É importante sistematizar um balanço do governo Bolsonaro em 2019, mesmo que inicial, que foi de aprofundamento dos ataques aos trabalhadores e aos interesses soberanos do país. Antes mesmo de seu início, claro, já se sabia qual era a missão do governo Bolsonaro, sobre a qual os membros do governo nem procuravam disfarçavam: aprofundar as ações decorrentes do golpe de 2016, no referente ao fim da soberania e dos direitos sociais e trabalhistas. Era sabido que o governo objetivava destruir instrumentos públicos de intervenção estratégica do Estado, e que iria aprofundar a entrega do país para o sistema financeiro e grandes grupos multinacionais.

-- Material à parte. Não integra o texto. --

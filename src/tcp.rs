use crate::api::{ApiResponse, ApiResult, Message, Request, PROTOCOL_VERSION};
use crate::event::{EventFilter, EventKind, OutputEvent};
use crate::store::Store;
use anyhow::{bail, Context, Result};
use bytes::Bytes;
use futures::{SinkExt, StreamExt};
use log::{debug, info, warn};
use std::net::SocketAddr;
use std::sync::Arc;
use thiserror::Error;
use tokio::net::{TcpListener, TcpStream};
use tokio::sync::broadcast;
use tokio::task;
use tokio_util::codec::{Framed, LengthDelimitedCodec};
use tokio_util::sync::CancellationToken;

#[derive(Debug, Error)]
pub enum HandshakeError {
    #[error("did not receive a version message")]
    NoVersionReceived,
    #[error("protocol version mismatch")]
    VersionMismatch,
    #[error("I/O error during handshake")]
    Io,
}

/// Accepts connections until cancelled. Each client gets its own task and
/// its own receiver on the event channel.
pub async fn serve(
    listener: TcpListener,
    store: Arc<Store>,
    events: broadcast::Sender<OutputEvent>,
    token: CancellationToken,
) -> Result<()> {
    loop {
        tokio::select! {
            _ = token.cancelled() => {
                info!("listener: shutting down");
                return Ok(());
            }
            res = listener.accept() => {
                let (conn, remote) = res.context("unable to accept connection")?;
                debug!("listener: new connection from {}", remote);
                let store = store.clone();
                let events_tx = events.clone();
                let events_rx = events.subscribe();
                let token = token.clone();
                task::spawn(async move {
                    if let Err(e) = handle_client(conn, remote, store, events_tx, events_rx, token).await {
                        debug!("client {}: closed: {:#}", remote, e);
                    }
                });
            }
        }
    }
}

async fn handle_client(
    conn: TcpStream,
    remote: SocketAddr,
    store: Arc<Store>,
    events_tx: broadcast::Sender<OutputEvent>,
    mut events_rx: broadcast::Receiver<OutputEvent>,
    token: CancellationToken,
) -> Result<()> {
    // Set up length-delimited frames
    let mut framed = Framed::new(
        conn,
        LengthDelimitedCodec::builder()
            .length_field_length(2)
            .new_codec(),
    );

    // Exchange version
    ensure_version(&mut framed).await?;

    let mut subscription: Option<EventFilter> = None;

    loop {
        tokio::select! {
            _ = token.cancelled() => {
                debug!("client {}: shutting down", remote);
                return Ok(());
            }
            frame = framed.next() => {
                let frame = match frame {
                    None => {
                        debug!("client {}: connection closed", remote);
                        return Ok(());
                    }
                    Some(frame) => frame.context("socket read error")?,
                };
                let msg: Message =
                    serde_json::from_slice(&frame).context("unable to decode frame")?;
                match msg {
                    Message::Request { id, inner } => {
                        debug!("client {}: request {}: {:?}", remote, id, inner);
                        let resp = handle_request(&store, &events_tx, &mut subscription, inner);
                        let buf = serde_json::to_vec(&Message::Response { id, inner: resp })
                            .context("unable to encode response")?;
                        framed
                            .send(Bytes::from(buf))
                            .await
                            .context("unable to send response")?;
                    }
                    other => {
                        bail!("client sent a non-request frame: {:?}", other);
                    }
                }
            }
            event = events_rx.recv() => {
                match event {
                    Ok(ev) => {
                        let wanted = subscription.as_ref().map(|f| f.matches(&ev)).unwrap_or(false);
                        if wanted {
                            let buf = serde_json::to_vec(&Message::Event(ev))
                                .context("unable to encode event")?;
                            framed
                                .send(Bytes::from(buf))
                                .await
                                .context("unable to push event")?;
                        }
                    }
                    Err(broadcast::error::RecvError::Lagged(n)) => {
                        warn!("client {}: dropped {} events, too slow", remote, n);
                    }
                    Err(broadcast::error::RecvError::Closed) => return Ok(()),
                }
            }
        }
    }
}

fn handle_request(
    store: &Store,
    events: &broadcast::Sender<OutputEvent>,
    subscription: &mut Option<EventFilter>,
    req: Request,
) -> ApiResponse {
    // Event sends are fire-and-forget; a send only fails with no receivers.
    let emit = |ev: OutputEvent| {
        let _ = events.send(ev);
    };

    match req {
        Request::ListOutputs => ApiResult::Outputs(store.list()).into(),
        Request::GetOutput { id } => match store.get(id) {
            Ok(o) => ApiResult::Output(o).into(),
            Err(e) => e.into(),
        },
        Request::UpdateOutput { id, update } => {
            let status = update.status;
            let manual_override = update.manual_override;
            let mode_written = update.mode.is_some();
            match store.update(id, update, chrono::Local::now().timestamp()) {
                Ok(o) => {
                    if let Some(status) = status {
                        emit(OutputEvent::now(id, EventKind::StatusChanged { status }));
                    }
                    if let Some(manual_override) = manual_override {
                        emit(OutputEvent::now(
                            id,
                            EventKind::OverrideChanged { manual_override },
                        ));
                    }
                    if mode_written {
                        emit(OutputEvent::now(
                            id,
                            EventKind::ModeChanged {
                                mode: o.mode.clone(),
                            },
                        ));
                    }
                    ApiResult::Output(o).into()
                }
                Err(e) => e.into(),
            }
        }
        Request::ToggleOutput { id } => match store.toggle(id) {
            Ok(o) => {
                emit(OutputEvent::now(
                    id,
                    EventKind::StatusChanged { status: o.status },
                ));
                ApiResult::Output(o).into()
            }
            Err(e) => e.into(),
        },
        Request::ToggleOverride { id } => match store.toggle_override(id) {
            Ok(o) => {
                emit(OutputEvent::now(
                    id,
                    EventKind::OverrideChanged {
                        manual_override: o.manual_override,
                    },
                ));
                ApiResult::Output(o).into()
            }
            Err(e) => e.into(),
        },
        Request::ListInputs => ApiResult::Inputs(store.list_inputs()).into(),
        Request::UpdateInput { id, update } => match store.update_input(id, update) {
            Ok(i) => ApiResult::Input(i).into(),
            Err(e) => e.into(),
        },
        Request::GetSensors => ApiResult::Sensors(store.sensor_snapshot()).into(),
        Request::GetStatus => {
            let state = store.full_state();
            ApiResult::Status {
                outputs: state.outputs,
                inputs: state.inputs,
                sensors: state.sensors,
                timestamp: chrono::Utc::now(),
            }
            .into()
        }
        Request::Subscribe { strategy, filters } => {
            *subscription = Some(EventFilter {
                strategy,
                entries: filters,
            });
            ApiResult::Subscribed.into()
        }
    }
}

async fn ensure_version(
    framed: &mut Framed<TcpStream, LengthDelimitedCodec>,
) -> Result<(), HandshakeError> {
    let version_msg = Message::Version(PROTOCOL_VERSION);
    let version_msg_bytes =
        serde_json::to_vec(&version_msg).map_err(|_| HandshakeError::Io)?;
    framed
        .send(Bytes::from(version_msg_bytes))
        .await
        .map_err(|_| HandshakeError::Io)?;

    let rec = framed
        .next()
        .await
        .ok_or(HandshakeError::NoVersionReceived)?
        .map_err(|_| HandshakeError::Io)?;
    let remote_version_msg: Message =
        serde_json::from_slice(rec.as_ref()).map_err(|_| HandshakeError::Io)?;
    match remote_version_msg {
        Message::Version(v) => {
            if v != PROTOCOL_VERSION {
                return Err(HandshakeError::VersionMismatch);
            }
        }
        _ => return Err(HandshakeError::NoVersionReceived),
    }

    Ok(())
}

#[cfg(test)]
mod tests {
    use super::*;
    use crate::event::EventFilterEntry;
    use crate::output::{Mode, OutputUpdate, PeriodicConfig};

    fn fixture() -> (Arc<Store>, broadcast::Sender<OutputEvent>) {
        (Arc::new(Store::new(0)), broadcast::channel(16).0)
    }

    #[test]
    fn get_unknown_output_returns_404() {
        let (store, events) = fixture();
        let mut sub = None;
        let resp = handle_request(&store, &events, &mut sub, Request::GetOutput { id: 42 });
        assert!(!resp.ok);
        assert_eq!(resp.status, 404);
    }

    #[test]
    fn update_emits_mode_event_for_subscribers() {
        let (store, events) = fixture();
        let mut rx = events.subscribe();
        let mut sub = None;
        let resp = handle_request(
            &store,
            &events,
            &mut sub,
            Request::UpdateOutput {
                id: 1,
                update: OutputUpdate {
                    mode: Some(Mode::Periodic(PeriodicConfig::default())),
                    ..Default::default()
                },
            },
        );
        assert!(resp.ok);
        let ev = rx.try_recv().unwrap();
        assert_eq!(ev.id, 1);
        assert!(matches!(ev.kind, EventKind::ModeChanged { .. }));
    }

    #[test]
    fn failed_update_emits_nothing() {
        let (store, events) = fixture();
        let mut rx = events.subscribe();
        let mut sub = None;
        let resp = handle_request(
            &store,
            &events,
            &mut sub,
            Request::UpdateOutput {
                id: 42,
                update: OutputUpdate {
                    status: Some(true),
                    ..Default::default()
                },
            },
        );
        assert_eq!(resp.status, 404);
        assert!(rx.try_recv().is_err());
    }

    #[test]
    fn subscribe_installs_the_filter() {
        let (store, events) = fixture();
        let mut sub = None;
        let resp = handle_request(
            &store,
            &events,
            &mut sub,
            Request::Subscribe {
                strategy: crate::event::EventFilterStrategy::Any,
                filters: vec![EventFilterEntry::Any],
            },
        );
        assert!(resp.ok);
        let filter = sub.expect("subscription installed");
        assert!(filter.matches(&OutputEvent::now(
            1,
            EventKind::StatusChanged { status: true }
        )));
    }

    #[test]
    fn status_request_reports_everything() {
        let (store, events) = fixture();
        let mut sub = None;
        let resp = handle_request(&store, &events, &mut sub, Request::GetStatus);
        match resp.result {
            Some(ApiResult::Status {
                outputs, inputs, sensors, ..
            }) => {
                assert_eq!(outputs.len(), 6);
                assert_eq!(inputs.len(), 6);
                assert_eq!(sensors.len(), 2);
            }
            other => panic!("unexpected result: {:?}", other),
        }
    }
}
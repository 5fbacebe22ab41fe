use crate::event::{EventFilterEntry, EventFilterStrategy, OutputEvent};
use crate::output::{Input, InputUpdate, Output, OutputUpdate, SensorChannel};
use crate::store::StoreError;
use http::status::StatusCode;
use serde::{Deserialize, Serialize};
use std::collections::HashMap;

/// Bumped on every incompatible change to the wire format.
pub const PROTOCOL_VERSION: u16 = 1;

/// Top-level frame exchanged over a connection. The first frame in each
/// direction must be `Version`; afterwards clients send `Request` and the
/// server answers with `Response` (matching `id`) and pushes `Event` frames
/// for active subscriptions.
#[derive(Serialize, Deserialize, Debug, Clone)]
pub enum Message {
    Version(u16),
    Request { id: u64, inner: Request },
    Response { id: u64, inner: ApiResponse },
    Event(OutputEvent),
}

#[derive(Serialize, Deserialize, Debug, Clone)]
pub enum Request {
    ListOutputs,
    GetOutput {
        id: u8,
    },
    UpdateOutput {
        id: u8,
        update: OutputUpdate,
    },
    ToggleOutput {
        id: u8,
    },
    ToggleOverride {
        id: u8,
    },
    ListInputs,
    UpdateInput {
        id: u8,
        update: InputUpdate,
    },
    GetSensors,
    GetStatus,
    Subscribe {
        strategy: EventFilterStrategy,
        filters: Vec<EventFilterEntry>,
    },
}

#[derive(Serialize, Deserialize, Debug, Clone)]
pub struct ApiResponse {
    pub ok: bool,
    pub status: u16,
    pub error: Option<String>,
    pub result: Option<ApiResult>,
}

#[derive(Serialize, Deserialize, Debug, Clone)]
pub enum ApiResult {
    Output(Output),
    Outputs(Vec<Output>),
    Input(Input),
    Inputs(Vec<Input>),
    Sensors(HashMap<SensorChannel, f64>),
    Status {
        outputs: Vec<Output>,
        inputs: Vec<Input>,
        sensors: HashMap<SensorChannel, f64>,
        timestamp: chrono::DateTime<chrono::Utc>,
    },
    Subscribed,
}

impl ApiResponse {
    pub fn from_result(result: ApiResult) -> Self {
        ApiResponse {
            ok: true,
            status: StatusCode::OK.as_u16(),
            error: None,
            result: Some(result),
        }
    }

    pub fn from_status(status: StatusCode) -> Self {
        ApiResponse {
            ok: status.is_success(),
            status: status.as_u16(),
            error: if status.is_success() {
                None
            } else {
                status.canonical_reason().map(|r| r.to_string())
            },
            result: None,
        }
    }

    pub fn from_error(status: StatusCode, e: impl std::fmt::Display) -> Self {
        ApiResponse {
            ok: false,
            status: status.as_u16(),
            error: Some(format!("{}", e)),
            result: None,
        }
    }
}

impl From<StatusCode> for ApiResponse {
    fn from(status: StatusCode) -> Self {
        ApiResponse::from_status(status)
    }
}

impl From<ApiResult> for ApiResponse {
    fn from(res: ApiResult) -> Self {
        ApiResponse::from_result(res)
    }
}

impl From<StoreError> for ApiResponse {
    fn from(e: StoreError) -> Self {
        match e {
            StoreError::NotFound { .. } => ApiResponse::from_error(StatusCode::NOT_FOUND, e),
            StoreError::InvalidConfig(_) => ApiResponse::from_error(StatusCode::BAD_REQUEST, e),
        }
    }
}

#[cfg(test)]
mod tests {
    use super::*;

    #[test]
    fn not_found_maps_to_404() {
        let resp: ApiResponse = StoreError::NotFound { id: 9 }.into();
        assert!(!resp.ok);
        assert_eq!(resp.status, 404);
        assert!(resp.error.unwrap().contains("9"));
    }

    #[test]
    fn invalid_config_maps_to_400() {
        let resp: ApiResponse = StoreError::InvalidConfig("bad schedule".into()).into();
        assert!(!resp.ok);
        assert_eq!(resp.status, 400);
    }

    #[test]
    fn request_frames_round_trip() {
        let msg = Message::Request {
            id: 7,
            inner: Request::GetOutput { id: 3 },
        };
        let bytes = serde_json::to_vec(&msg).unwrap();
        let back: Message = serde_json::from_slice(&bytes).unwrap();
        match back {
            Message::Request {
                id: 7,
                inner: Request::GetOutput { id: 3 },
            } => {}
            other => panic!("unexpected frame: {:?}", other),
        }
    }
}
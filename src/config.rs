use anyhow::{Context, Result};
use serde::{Deserialize, Serialize};
use std::path::{Path, PathBuf};

/// Daemon configuration. Every field has a default, so an empty or missing
/// config file yields a working single-machine setup.
#[derive(Serialize, Deserialize, Debug, Clone)]
pub struct Config {
    #[serde(default = "default_listen_addr")]
    pub listen_addr: String,
    #[serde(default = "default_state_file")]
    pub state_file: PathBuf,
    /// AMQP broker address; event publishing is disabled when unset.
    #[serde(default)]
    pub amqp_addr: Option<String>,
    #[serde(default = "default_eval_interval")]
    pub eval_interval_secs: u64,
    #[serde(default = "default_sensor_interval")]
    pub sensor_interval_secs: u64,
}

fn default_listen_addr() -> String {
    "127.0.0.1:3179".to_string()
}

fn default_state_file() -> PathBuf {
    PathBuf::from("switchboard-state.json")
}

fn default_eval_interval() -> u64 {
    1
}

fn default_sensor_interval() -> u64 {
    3
}

impl Default for Config {
    fn default() -> Self {
        Config {
            listen_addr: default_listen_addr(),
            state_file: default_state_file(),
            amqp_addr: None,
            eval_interval_secs: default_eval_interval(),
            sensor_interval_secs: default_sensor_interval(),
        }
    }
}

impl Config {
    /// Reads the config file; a missing file falls back to defaults.
    pub fn load(path: &Path) -> Result<Config> {
        let buf = match std::fs::read(path) {
            Ok(buf) => buf,
            Err(e) if e.kind() == std::io::ErrorKind::NotFound => {
                return Ok(Config::default());
            }
            Err(e) => {
                return Err(e).context(format!("unable to read config {}", path.display()))
            }
        };
        serde_json::from_slice(&buf).context("unable to decode config")
    }
}
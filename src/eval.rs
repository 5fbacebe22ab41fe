use crate::output::{Mode, PeriodicConfig, Program, SensorAction, SensorChannel, SensorConfig};
use crate::store::Store;
use chrono::{DateTime, Local, NaiveTime};
use log::warn;
use std::collections::HashMap;
use thiserror::Error;

/// Configuration problem scoped to a single output. The output is skipped
/// for the pass and its status held; other outputs are unaffected.
#[derive(Debug, Error, Clone, Copy, PartialEq, Eq)]
pub enum ConfigError {
    #[error("periodic cycle length is zero")]
    ZeroCycle,
    #[error("sensor channel {0} missing from snapshot")]
    MissingChannel(SensorChannel),
}

/// Outcome of one evaluation pass.
#[derive(Debug, Default, Clone, PartialEq)]
pub struct EvalReport {
    /// Outputs whose status flipped this pass, in id order, with the status
    /// the pass wrote. Consumers report from this, not from a later store
    /// read, so a concurrent write cannot misattribute the transition.
    pub changed: Vec<Change>,
    /// Outputs skipped due to a configuration error.
    pub errors: Vec<(u8, ConfigError)>,
}

#[derive(Debug, Clone, Copy, PartialEq, Eq)]
pub struct Change {
    pub id: u8,
    pub status: bool,
}

/// One evaluation pass over all outputs.
///
/// Runs as a single critical section on the store, so change detection is
/// against the status each output had at the start of this pass. Outputs
/// under manual override and outputs in manual mode are never touched.
pub fn evaluate_once(
    store: &Store,
    now: DateTime<Local>,
    snapshot: &HashMap<SensorChannel, f64>,
) -> EvalReport {
    let now_epoch = now.timestamp();
    let now_time = now.time();

    let report = store.with_outputs_mut(|outputs| {
        let mut report = EvalReport::default();
        for output in outputs.iter_mut() {
            if output.manual_override {
                continue;
            }
            let desired = match &output.mode {
                Mode::Manual => continue,
                Mode::Periodic(cfg) => periodic_status(cfg, now_epoch - output.last_toggle),
                Mode::Scheduled { programs } => Ok(scheduled_status(programs, now_time)),
                Mode::Sensor(cfg) => sensor_status(cfg, snapshot),
            };
            match desired {
                Ok(desired) => {
                    if desired != output.status {
                        output.status = desired;
                        report.changed.push(Change {
                            id: output.id,
                            status: desired,
                        });
                    }
                }
                Err(e) => report.errors.push((output.id, e)),
            }
        }
        report
    });

    for (id, e) in &report.errors {
        warn!("output {}: skipped this pass: {}", id, e);
    }
    report
}

/// Square wave anchored at the phase reference point: ON while the position
/// within the cycle is inside the ON window. `rem_euclid` keeps the phase
/// non-negative even if the anchor lies in the future.
fn periodic_status(cfg: &PeriodicConfig, elapsed: i64) -> Result<bool, ConfigError> {
    let cycle = cfg.on_duration as i64 + cfg.off_duration as i64;
    if cycle == 0 {
        return Err(ConfigError::ZeroCycle);
    }
    Ok(elapsed.rem_euclid(cycle) < cfg.on_duration as i64)
}

/// ON iff any program window covers `now` (half-open: `on <= now < off`).
/// A window with `off <= on` covers nothing.
fn scheduled_status(programs: &[Program], now: NaiveTime) -> bool {
    programs.iter().any(|p| p.on <= now && now < p.off)
}

fn sensor_status(
    cfg: &SensorConfig,
    snapshot: &HashMap<SensorChannel, f64>,
) -> Result<bool, ConfigError> {
    let value = snapshot
        .get(&cfg.channel)
        .copied()
        .ok_or(ConfigError::MissingChannel(cfg.channel))?;
    let below = value < cfg.threshold;
    Ok(match cfg.action {
        SensorAction::On => below,
        SensorAction::Off => !below,
    })
}
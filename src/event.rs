use crate::output::Mode;
use serde::{Deserialize, Serialize};

/// A change to one output, as pushed to subscribers and the AMQP exchange.
#[derive(Serialize, Deserialize, Debug, Clone, PartialEq)]
pub struct OutputEvent {
    pub id: u8,
    pub timestamp: chrono::DateTime<chrono::Utc>,
    pub kind: EventKind,
}

impl OutputEvent {
    pub fn now(id: u8, kind: EventKind) -> OutputEvent {
        OutputEvent {
            id,
            timestamp: chrono::Utc::now(),
            kind,
        }
    }
}

#[derive(Serialize, Deserialize, Debug, Clone, PartialEq)]
#[serde(tag = "type")]
pub enum EventKind {
    StatusChanged { status: bool },
    ModeChanged { mode: Mode },
    OverrideChanged { manual_override: bool },
}

#[derive(Serialize, Deserialize, Debug, Clone, PartialEq, Eq)]
pub struct EventFilter {
    pub strategy: EventFilterStrategy,
    pub entries: Vec<EventFilterEntry>,
}

impl EventFilter {
    fn match_inner(entry: &EventFilterEntry, e: &OutputEvent) -> bool {
        match entry {
            EventFilterEntry::Any => true,
            EventFilterEntry::Output { id } => e.id == *id,
            EventFilterEntry::Kind { kind } => match kind {
                EventFilterKind::Status => matches!(e.kind, EventKind::StatusChanged { .. }),
                EventFilterKind::Mode => matches!(e.kind, EventKind::ModeChanged { .. }),
                EventFilterKind::Override => {
                    matches!(e.kind, EventKind::OverrideChanged { .. })
                }
            },
        }
    }

    pub fn matches(&self, e: &OutputEvent) -> bool {
        match &self.strategy {
            EventFilterStrategy::Any => {
                self.entries.iter().any(|entry| Self::match_inner(entry, e))
            }
            EventFilterStrategy::All => {
                self.entries.iter().all(|entry| Self::match_inner(entry, e))
            }
        }
    }
}

#[derive(Serialize, Deserialize, Debug, Clone, PartialEq, Eq)]
pub enum EventFilterStrategy {
    Any,
    All,
}

#[derive(Serialize, Deserialize, Debug, Clone, PartialEq, Eq)]
#[serde(tag = "type")]
pub enum EventFilterEntry {
    Any,
    Output { id: u8 },
    Kind { kind: EventFilterKind },
}

#[derive(Serialize, Deserialize, Debug, Clone, PartialEq, Eq)]
#[serde(tag = "type")]
pub enum EventFilterKind {
    Status,
    Mode,
    Override,
}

Desmontar tudo que é público, já sabíamos no final de 2018, era a missão principal do governo Bolsonaro/Guedes. Bolsonaro cumpriu em parte, ao longo do ano passado, promessa feita nos Estados Unidos, em jantar com representantes da extrema-direita, de que teria chegado ao poder para levar adiante um projeto de destruição nacional. “O Brasil não é um terreno aberto onde nós iremos construir coisas para o nosso povo. Nós temos que desconstruir muita coisa”, afirmou em 18.03.2019, na sede da Agência Central de Inteligência norte-americana (CIA), em Washington.
Algumas avaliações divulgadas neste início de ano fizeram um esforço de listar alguns ataques aos direitos sociais e trabalhistas, ações contra a cultura, contra o meio ambiente, contra a educação, etc. Mas a maioria das avaliações têm sido insuficientes, dados o número e a profundidade dos ataques. Foram centenas, eventualmente mais de mil ações ao longo do ano, abolindo ou reduzindo direitos, ou ferindo a soberania nacional, enfraquecendo instrumentos de intervenção estatal, e assim por diante.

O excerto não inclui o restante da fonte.